Sterne Agee analyst Shaw Wu said the stock retreat appeared to be a typical consolidation after a big run-up. Demand for the iPhone 5 remains strong, and supplies of needed parts are improving. The production bottleneck now lies in assembling the phones, he said.

Analyst Stuart Jeffrey at Nomura Securities took a pessimistic long-term view when initiating coverage of Apple on Tuesday. After 2014, Apple's earnings growth rate will go from today's heady rate of more than 50 percent per year to less than 10 percent, Jeffrey predicted.

He reasons that by then, nearly everyone who can afford one in the developed world will have a smartphone. In developing countries, there will still be some growth, but competition on price will make the iPhone less profitable for Apple, he wrote.

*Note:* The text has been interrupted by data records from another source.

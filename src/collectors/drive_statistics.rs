//! Drive Statistics Collector
//!
//! Joins the analysed drive statistics with the hardware inventory; drives are labelled
//! by tray and slot exactly like the drive status collector.
//!
//! # Metrics Produced
//! - `eseries_drive_<statistic>` - one gauge per field of [`DRIVE_FIELDS`]
//!   - Labels: tray, slot
//! - `eseries_exporter_collect_error{collector="drive-statistics"}`
//! - `eseries_exporter_collector_duration_seconds{collector="drive-statistics"}`

use super::drives::locate_drives;
use super::statistics::{StatField, StatGauges};
use super::{CollectionContext, CollectionStatus, Collector};
use crate::error::{ExporterError, Result};
use crate::eseries::fetch_json;
use crate::eseries::types::{AnalysedDriveStatistics, HardwareInventory};
use prometheus::GaugeVec;
use std::collections::HashMap;
use std::time::Instant;
use tracing::{debug, error, warn};

pub const NAME: &str = "drive-statistics";

type Stat = StatField<AnalysedDriveStatistics>;

pub(crate) const DRIVE_FIELDS: &[Stat] = &[
    Stat {
        key: "averageReadOpSize",
        metric: "average_read_op_size_bytes",
        value: |s| s.average_read_op_size,
    },
    Stat {
        key: "averageWriteOpSize",
        metric: "average_write_op_size_bytes",
        value: |s| s.average_write_op_size,
    },
    Stat {
        key: "readIOps",
        metric: "read_iops",
        value: |s| s.read_iops,
    },
    Stat {
        key: "writeIOps",
        metric: "write_iops",
        value: |s| s.write_iops,
    },
    Stat {
        key: "otherIOps",
        metric: "other_iops",
        value: |s| s.other_iops,
    },
    Stat {
        key: "combinedIOps",
        metric: "combined_iops",
        value: |s| s.combined_iops,
    },
    Stat {
        key: "readThroughput",
        metric: "read_throughput_mb_per_second",
        value: |s| s.read_throughput,
    },
    Stat {
        key: "writeThroughput",
        metric: "write_throughput_mb_per_second",
        value: |s| s.write_throughput,
    },
    Stat {
        key: "combinedThroughput",
        metric: "combined_throughput_mb_per_second",
        value: |s| s.combined_throughput,
    },
    Stat {
        key: "readResponseTime",
        metric: "read_response_time_milliseconds",
        value: |s| s.read_response_time,
    },
    Stat {
        key: "writeResponseTime",
        metric: "write_response_time_milliseconds",
        value: |s| s.write_response_time,
    },
    Stat {
        key: "combinedResponseTime",
        metric: "combined_response_time_milliseconds",
        value: |s| s.combined_response_time,
    },
    Stat {
        key: "readResponseTimeStdDev",
        metric: "read_response_time_stddev_milliseconds",
        value: |s| s.read_response_time_std_dev,
    },
    Stat {
        key: "writeResponseTimeStdDev",
        metric: "write_response_time_stddev_milliseconds",
        value: |s| s.write_response_time_std_dev,
    },
    Stat {
        key: "combinedResponseTimeStdDev",
        metric: "combined_response_time_stddev_milliseconds",
        value: |s| s.combined_response_time_std_dev,
    },
    Stat {
        key: "readOps",
        metric: "read_ops",
        value: |s| s.read_ops,
    },
    Stat {
        key: "writeOps",
        metric: "write_ops",
        value: |s| s.write_ops,
    },
    Stat {
        key: "readPhysicalIOps",
        metric: "read_physical_iops",
        value: |s| s.read_physical_iops,
    },
    Stat {
        key: "writePhysicalIOps",
        metric: "write_physical_iops",
        value: |s| s.write_physical_iops,
    },
    Stat {
        key: "averageQueueDepth",
        metric: "average_queue_depth",
        value: |s| s.average_queue_depth,
    },
    Stat {
        key: "queueDepthMax",
        metric: "queue_depth_max",
        value: |s| s.queue_depth_max,
    },
    Stat {
        key: "queueDepthTotal",
        metric: "queue_depth_total",
        value: |s| s.queue_depth_total,
    },
    Stat {
        key: "randomIosPercent",
        metric: "random_ios_percent",
        value: |s| s.random_ios_percent,
    },
];

pub struct DriveStatisticsCollector {
    ctx: CollectionContext,
    stats: StatGauges<AnalysedDriveStatistics>,
}

impl DriveStatisticsCollector {
    pub fn new(ctx: CollectionContext) -> prometheus::Result<Self> {
        Ok(Self {
            ctx,
            stats: StatGauges::new("drive", "Drive", DRIVE_FIELDS, &["tray", "slot"])?,
        })
    }

    pub fn build(ctx: &CollectionContext) -> prometheus::Result<Collector> {
        Ok(Collector::DriveStatistics(Self::new(ctx.clone())?))
    }

    pub fn metrics(&self) -> Vec<&GaugeVec> {
        self.stats.metrics().collect()
    }

    pub async fn collect(&self) -> CollectionStatus {
        debug!("Collecting drive-statistics metrics");
        let started = Instant::now();
        let mut failed = false;

        match self.fetch().await {
            Ok((inventory, statistics)) => {
                let (drives, duplicates) = locate_drives(&inventory);
                for duplicate in &duplicates {
                    error!("Duplicate drive entry detected, skipping: {}", duplicate);
                    failed = true;
                }

                let by_id: HashMap<&str, (&str, &str)> = drives
                    .iter()
                    .map(|d| (d.id.as_str(), (d.tray.as_str(), d.slot.as_str())))
                    .collect();

                for stat in &statistics {
                    match by_id.get(stat.disk_id.as_str()) {
                        Some(&(tray, slot)) => self.stats.observe(stat, &[tray, slot]),
                        None => warn!("No inventory entry for drive {}, skipping", stat.disk_id),
                    }
                }
            }
            Err(e) => {
                error!("Collection failed: {}", e);
                failed = true;
            }
        }

        self.ctx.scrape.record(NAME, failed, started);
        if failed {
            CollectionStatus::Failed
        } else {
            CollectionStatus::Success
        }
    }

    async fn fetch(&self) -> Result<(HardwareInventory, Vec<AnalysedDriveStatistics>)> {
        let target = &self.ctx.target;
        let inventory: HardwareInventory =
            fetch_json(target, &target.system_path("/hardware-inventory")).await?;
        let statistics: Vec<AnalysedDriveStatistics> =
            fetch_json(target, &target.system_path("/analysed-drive-statistics")).await?;
        if statistics.is_empty() {
            return Err(ExporterError::EmptyResult(
                "no drive statistics returned".to_string(),
            ));
        }
        Ok((inventory, statistics))
    }
}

Apple doesn't offer projections beyond the current quarter.

He put a "Neutral" rating on the shares but a $710 price target. That's below the average analyst target of $791, as polled by FactSet, but well above Tuesday's stock price.

Analysts expect Apple's next product launch to be a smaller version of the iPad, to be announced within a month.

Apple is set to release results for the fiscal fourth quarter, which ended in September, on Oct. 25.

Even with the recent price decline, Apple is the world's most valuable company, by a wide margin. Its afternoon stock price gave it a capitalization of $598 billion.